Question
Consider a modification to TCP’s congestion control algorithm. Instead of additive increase, we can use multiplicative increase. A TCP sender increases its window size by a small positive constant a (0 < a < 1) whenever it receives a valid ACK. Find the functional relationship between loss rate L and maximum congestion window W. Argue that for this modified TCP, regardless of TCP’s average throughput, a TCP connection always spends the same amount of time to increase its congestion window size from W/2 to W.
Answer
The maximum window size is represented by w.

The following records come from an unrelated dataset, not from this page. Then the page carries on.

//! Rate-limited publishing of post records.
//!
//! Records are sent in post log order. Sends are paced by a cursor that
//! advances by exactly one period per sent record, so time spent inside a
//! send (including congestion backoff) does not push later posts back.

use std::{path::Path, time::Duration};

use pagecast_core::{PostLog, PostRecord};
use tokio::time::{Instant, sleep, sleep_until};
use tracing::{debug, info, warn};

use crate::{
    chunk::{MESSAGE_LIMIT, split_message},
    error::{PublishError, Result},
    sink::{MessageSink, SendOutcome},
};

/// Added on top of every `retry_after` hint before resending.
pub const RETRY_MARGIN: Duration = Duration::from_millis(250);

/// Reported after each record has been fully delivered.
#[derive(Debug, Clone, Copy, PartialEq, Eq)]
pub struct Progress<'a> {
    /// 1-based position of the record in the (limited) input.
    pub index: usize,
    pub total: usize,
    pub slug: &'a str,
}

/// Publish statistics.
#[derive(Debug, Clone, Copy, Default, PartialEq, Eq)]
pub struct PublishStats {
    /// Records whose every chunk was delivered.
    pub records_sent: usize,
    /// Messages accepted by the endpoint.
    pub chunks_sent: usize,
    /// Records with an empty post text.
    pub skipped: usize,
    /// Congestion replies absorbed by backoff.
    pub rate_limited: usize,
}

/// Spacing between records for a rate in records per minute.
///
/// The rate must be a finite positive number.
pub fn period_for_rate(rate_per_min: f64) -> Result<Duration> {
    if !rate_per_min.is_finite() || rate_per_min <= 0.0 {
        return Err(PublishError::InvalidRate(rate_per_min));
    }
    Duration::try_from_secs_f64(60.0 / rate_per_min)
        .map_err(|_| PublishError::InvalidRate(rate_per_min))
}

/// Delivers records to one channel at a fixed rate.
#[derive(Debug)]
pub struct Publisher<S> {
    sink: S,
    chat_id: String,
    period: Duration,
    message_limit: usize,
    max_rate_limit_retries: Option<u32>,
}

impl<S: MessageSink> Publisher<S> {
    /// Create a publisher sending at most `rate_per_min` records per minute.
    pub fn new(sink: S, chat_id: impl Into<String>, rate_per_min: f64) -> Result<Self> {
        Ok(Self {
            sink,
            chat_id: chat_id.into(),
            period: period_for_rate(rate_per_min)?,
            message_limit: MESSAGE_LIMIT,
            max_rate_limit_retries: None,
        })
    }

    /// Give up after `max` consecutive congestion replies for one chunk.
    /// `None` retries for as long as the endpoint keeps asking.
    #[must_use]
    pub fn with_max_rate_limit_retries(mut self, max: Option<u32>) -> Self {
        self.max_rate_limit_retries = max;
        self
    }

    /// Override the per-message character limit used for splitting.
    #[must_use]
    pub fn with_message_limit(mut self, limit: usize) -> Self {
        self.message_limit = limit;
        self
    }

    /// Minimum spacing between the starts of consecutive records.
    #[must_use]
    pub fn period(&self) -> Duration {
        self.period
    }

    pub fn sink(&self) -> &S {
        &self.sink
    }

    /// Publish `records` in order, stopping at the first delivery error.
    ///
    /// `limit` truncates the input before anything is sent. `on_progress`
    /// is called after each record has been delivered.
    pub async fn publish<F>(
        &self,
        records: &[PostRecord],
        limit: Option<usize>,
        mut on_progress: F,
    ) -> Result<PublishStats>
    where
        F: FnMut(Progress<'_>),
    {
        let records = match limit {
            Some(n) => &records[..n.min(records.len())],
            None => records,
        };
        let total = records.len();
        let mut stats = PublishStats::default();

        info!(
            total,
            period_ms = self.period.as_millis() as u64,
            chat_id = %self.chat_id,
            "Publishing posts"
        );

        let mut next_tick = Instant::now();

        for (i, record) in records.iter().enumerate() {
            let text = record.post_text.trim();
            if text.is_empty() {
                debug!(slug = %record.slug, "empty post text, skipping");
                stats.skipped += 1;
                continue;
            }

            if Instant::now() < next_tick {
                sleep_until(next_tick).await;
            }

            for chunk in split_message(text, self.message_limit) {
                if chunk.trim().is_empty() {
                    continue;
                }
                self.send_with_backoff(&chunk, &mut stats).await?;
                stats.chunks_sent += 1;
            }

            next_tick += self.period;
            stats.records_sent += 1;

            info!(index = i + 1, total, slug = %record.slug, "Posted");
            on_progress(Progress {
                index: i + 1,
                total,
                slug: &record.slug,
            });
        }

        Ok(stats)
    }

    /// Send one chunk, waiting out congestion and resending the same text.
    async fn send_with_backoff(&self, text: &str, stats: &mut PublishStats) -> Result<()> {
        let mut retries = 0u32;

        loop {
            match self.sink.send(&self.chat_id, text).await? {
                SendOutcome::Delivered => return Ok(()),
                SendOutcome::RetryAfter(wait) => {
                    if self.max_rate_limit_retries.is_some_and(|max| retries >= max) {
                        return Err(PublishError::RetriesExhausted { attempts: retries });
                    }
                    retries += 1;
                    stats.rate_limited += 1;

                    warn!(
                        retry_after_secs = wait.as_secs_f64(),
                        attempt = retries,
                        "Rate limited, backing off"
                    );
                    sleep(wait + RETRY_MARGIN).await;
                }
            }
        }
    }
}

/// Read the whole post log at `path` and publish it.
///
/// A missing log is an error.
pub async fn publish_post_log<S, F>(
    publisher: &Publisher<S>,
    path: &Path,
    limit: Option<usize>,
    on_progress: F,
) -> Result<PublishStats>
where
    S: MessageSink,
    F: FnMut(Progress<'_>),
{
    let records = PostLog::new(path).read_existing()?;
    debug!(path = %path.display(), count = records.len(), "Loaded post log");
    publisher.publish(&records, limit, on_progress).await
}
//! Post records and the append-only post log.
//!
//! The post log is newline-delimited JSON, one record per line. It is the
//! only hand-off between the build and publish phases.

use std::{
    fs::{File, OpenOptions},
    io::{BufRead, BufReader, Write},
    path::{Path, PathBuf},
};

use serde::{Deserialize, Serialize};
use tracing::debug;

use crate::error::{CoreError, Result};

/// One generated page/post pair.
///
/// Every field defaults to empty on read so that hand-edited or partial
/// lines still load.
#[derive(Debug, Clone, Default, PartialEq, Eq, Serialize, Deserialize)]
pub struct PostRecord {
    #[serde(default)]
    pub query: String,

    #[serde(default)]
    pub title: String,

    #[serde(default)]
    pub slug: String,

    /// Canonical page URL.
    #[serde(default)]
    pub url: String,

    /// Text delivered to the channel.
    #[serde(default, rename = "tg_post")]
    pub post_text: String,

    /// Meta description of the page.
    #[serde(default)]
    pub description: String,
}

/// Read access to a post log file.
#[derive(Debug, Clone)]
pub struct PostLog {
    path: PathBuf,
}

impl PostLog {
    /// Create a handle for the post log at `path`.
    #[must_use]
    pub fn new(path: impl Into<PathBuf>) -> Self {
        Self { path: path.into() }
    }

    /// Path of the log file.
    #[must_use]
    pub fn path(&self) -> &Path {
        &self.path
    }

    /// Read every record in file order.
    ///
    /// Blank lines are skipped and a missing file reads as an empty log.
    pub fn read_all(&self) -> Result<Vec<PostRecord>> {
        match File::open(&self.path) {
            Ok(file) => self.read_from(file),
            Err(e) if e.kind() == std::io::ErrorKind::NotFound => {
                debug!(path = %self.path.display(), "post log not found, treating as empty");
                Ok(Vec::new())
            }
            Err(e) => Err(e.into()),
        }
    }

    /// Read every record in file order, failing if the file does not exist.
    pub fn read_existing(&self) -> Result<Vec<PostRecord>> {
        match File::open(&self.path) {
            Ok(file) => self.read_from(file),
            Err(e) if e.kind() == std::io::ErrorKind::NotFound => {
                Err(CoreError::missing_post_log(&self.path))
            }
            Err(e) => Err(e.into()),
        }
    }

    fn read_from(&self, file: File) -> Result<Vec<PostRecord>> {
        let mut records = Vec::new();
        for (index, line) in BufReader::new(file).lines().enumerate() {
            let line = line?;
            let line = line.trim();
            if line.is_empty() {
                continue;
            }
            let record: PostRecord = serde_json::from_str(line)
                .map_err(|e| CoreError::post_log(&self.path, index + 1, e.to_string()))?;
            records.push(record);
        }

        debug!(path = %self.path.display(), count = records.len(), "read post log");
        Ok(records)
    }

    /// Open the log for appending, creating it if needed.
    pub fn writer(&self) -> Result<PostLogWriter> {
        if let Some(parent) = self.path.parent().filter(|p| !p.as_os_str().is_empty()) {
            std::fs::create_dir_all(parent)?;
        }
        let file = OpenOptions::new()
            .create(true)
            .append(true)
            .open(&self.path)?;
        Ok(PostLogWriter { file })
    }
}

/// Append handle for a post log.
#[derive(Debug)]
pub struct PostLogWriter {
    file: File,
}

impl PostLogWriter {
    /// Append one record as a single line and flush it to disk.
    pub fn append(&mut self, record: &PostRecord) -> Result<()> {
        let mut line = serde_json::to_string(record)?;
        line.push('\n');
        self.file.write_all(line.as_bytes())?;
        self.file.flush()?;
        Ok(())
    }
}
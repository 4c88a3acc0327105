use serde_json::json;

use ingest_api::{EnrichedRecord, StreamRecord};

use crate::error::EnrichError;

/// Dead-letter line for a record the stage rejected.
///
/// The payload is carried as lossy UTF-8 text so the line itself is always
/// valid JSON, even when the rejection reason was an encoding error.
pub fn dead_letter_record(record: &StreamRecord, error: &EnrichError) -> EnrichedRecord {
    let reason = match error {
        EnrichError::Decode(_) => "decode",
        EnrichError::MalformedRecord(_) => "malformed_record",
    };
    let line = json!({
        "reason": reason,
        "error": error.to_string(),
        "partition_key": record.partition_key,
        "sequence_number": record.sequence_number,
        "shard_id": record.shard_id,
        "stream_name": record.stream_name,
        "approx_arrival_ms": record.approx_arrival_ms,
        "payload": String::from_utf8_lossy(&record.data),
    });
    EnrichedRecord::new(line.to_string())
}
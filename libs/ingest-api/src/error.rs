use std::fmt;

/// Category of a connector error. Lets the pipeline decide whether to
/// stop, skip or report.
#[derive(Debug, Clone, Copy, PartialEq, Eq)]
pub enum ErrorKind {
    /// Invalid configuration. Permanent, fails at startup.
    Config,
    /// I/O or network error.
    Io,
    /// Bad framing or envelope on the wire.
    Format,
    /// The other side of a channel went away.
    Closed,
}

impl fmt::Display for ErrorKind {
    fn fmt(&self, f: &mut fmt::Formatter<'_>) -> fmt::Result {
        match self {
            ErrorKind::Config => f.write_str("config"),
            ErrorKind::Io => f.write_str("io"),
            ErrorKind::Format => f.write_str("format"),
            ErrorKind::Closed => f.write_str("closed"),
        }
    }
}

/// Error returned by every `RecordSource` / `RecordSink` method.
#[derive(Clone)]
pub struct ConnectorError {
    kind: ErrorKind,
    message: String,
}

impl ConnectorError {
    pub fn config(msg: impl Into<String>) -> Self {
        Self { kind: ErrorKind::Config, message: msg.into() }
    }

    pub fn io(msg: impl Into<String>) -> Self {
        Self { kind: ErrorKind::Io, message: msg.into() }
    }

    pub fn format(msg: impl Into<String>) -> Self {
        Self { kind: ErrorKind::Format, message: msg.into() }
    }

    pub fn closed(msg: impl Into<String>) -> Self {
        Self { kind: ErrorKind::Closed, message: msg.into() }
    }

    pub fn kind(&self) -> ErrorKind {
        self.kind
    }

    pub fn message(&self) -> &str {
        &self.message
    }

    /// Add context to the error, preserving the original kind.
    ///
    /// Produces: `"context: original message"`.
    pub fn with_context(self, ctx: impl fmt::Display) -> Self {
        Self {
            kind: self.kind,
            message: format!("{ctx}: {}", self.message),
        }
    }
}

impl fmt::Debug for ConnectorError {
    fn fmt(&self, f: &mut fmt::Formatter<'_>) -> fmt::Result {
        write!(f, "[{}] {}", self.kind, self.message)
    }
}

impl fmt::Display for ConnectorError {
    fn fmt(&self, f: &mut fmt::Formatter<'_>) -> fmt::Result {
        f.write_str(&self.message)
    }
}

impl std::error::Error for ConnectorError {}

// ---------------------------------------------------------------------------
// From impls
// ---------------------------------------------------------------------------

impl From<std::io::Error> for ConnectorError {
    fn from(e: std::io::Error) -> Self {
        Self::io(e.to_string())
    }
}

#[cfg(test)]
mod tests {
    use super::*;

    #[test]
    fn context_keeps_kind() {
        let err = ConnectorError::io("connection reset").with_context("source 'tcp'");
        assert_eq!(err.kind(), ErrorKind::Io);
        assert_eq!(err.message(), "source 'tcp': connection reset");
        assert_eq!(format!("{err:?}"), "[io] source 'tcp': connection reset");
    }

    #[test]
    fn io_errors_map_to_io_kind() {
        let err: ConnectorError = std::io::Error::other("broken pipe").into();
        assert_eq!(err.kind(), ErrorKind::Io);
        assert_eq!(err.message(), "broken pipe");
    }
}
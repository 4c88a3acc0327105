use tokio::io::{AsyncReadExt, AsyncWriteExt};

use ingest_engine::clock::{Clock, FixedClock, SystemClock};
use ingest_engine::TenantStamp;

use crate::config::EnrichArgs;
use crate::error::ServerError;

/// Enrich the JSON object on stdin and print the resulting line.
pub async fn run(args: EnrichArgs) -> Result<(), ServerError> {
    let mut payload = Vec::new();
    tokio::io::stdin().read_to_end(&mut payload).await?;

    let line = enrich_payload(&args, payload.trim_ascii_end())?;

    let mut stdout = tokio::io::stdout();
    stdout.write_all(line.as_bytes()).await?;
    stdout.flush().await?;
    Ok(())
}

fn enrich_payload(args: &EnrichArgs, payload: &[u8]) -> Result<String, ServerError> {
    let now = match args.now {
        Some(secs) => FixedClock::from_epoch_seconds(secs).now(),
        None => SystemClock.now(),
    };
    let stage = TenantStamp::new(args.tenant_field.clone(), args.timestamp_field.clone());
    Ok(stage.apply(payload, &args.tenant, now)?)
}

#[cfg(test)]
mod tests {
    use super::*;

    fn args(now: Option<i64>) -> EnrichArgs {
        EnrichArgs {
            tenant: "acme".into(),
            now,
            tenant_field: "TenantId".into(),
            timestamp_field: "timestamp".into(),
        }
    }

    #[test]
    fn enriches_with_fixed_time() {
        let line = enrich_payload(&args(Some(42)), br#"{"a":1}"#).unwrap();
        assert!(line.ends_with("}\n"));
        for field in [r#""a":1"#, r#""TenantId":"acme""#, r#""timestamp":42"#] {
            assert!(line.contains(field), "{line}");
        }
    }

    #[test]
    fn rejects_non_objects() {
        let err = enrich_payload(&args(Some(0)), b"[1]").unwrap_err();
        assert!(matches!(err, ServerError::Enrich(_)));
    }
}
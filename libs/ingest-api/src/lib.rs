pub mod connector;
pub mod error;
pub mod record;

pub use connector::{RecordSink, RecordSource};
pub use error::{ConnectorError, ErrorKind};
pub use record::{EnrichedRecord, StreamRecord};

/// Current Unix time in milliseconds.
pub fn now_ms() -> i64 {
    std::time::SystemTime::now()
        .duration_since(std::time::UNIX_EPOCH)
        .unwrap_or_default()
        .as_millis() as i64
}

/// Shard id in the `shardId-000000000000` layout used by stream services.
pub fn shard_id(index: u64) -> String {
    format!("shardId-{index:012}")
}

The total number of segments(S) sent out during the interval when TCP changes its window size from w/2 up to and includes w.
S=w/2 +(w/2)*(1+a)+(w/2)*(1+a)^2 +(w/2)*(1+a)^3 +(w/2)*(1+a)^4 + . . .+ (w/2)*(1+a)^n
Here,n=log(1+a) 2,then S=w*(2a+1)/(2a).
The Loss rate is derived by
L=1/S= (2a)/ (w*(2a+1)).
The TCP takes time to increase its window size from w/2 to w is calculated by
n*RTT = (log(1+a) 2 * RTT
This is independent of TCP’s average throughput.
TCP’s average throughput is derived by
Throughput B=MSS*S/((n+1)*RTT) =MSS/(L*(k+1)*RTT)
Note that the derived throughput is different from original throughput.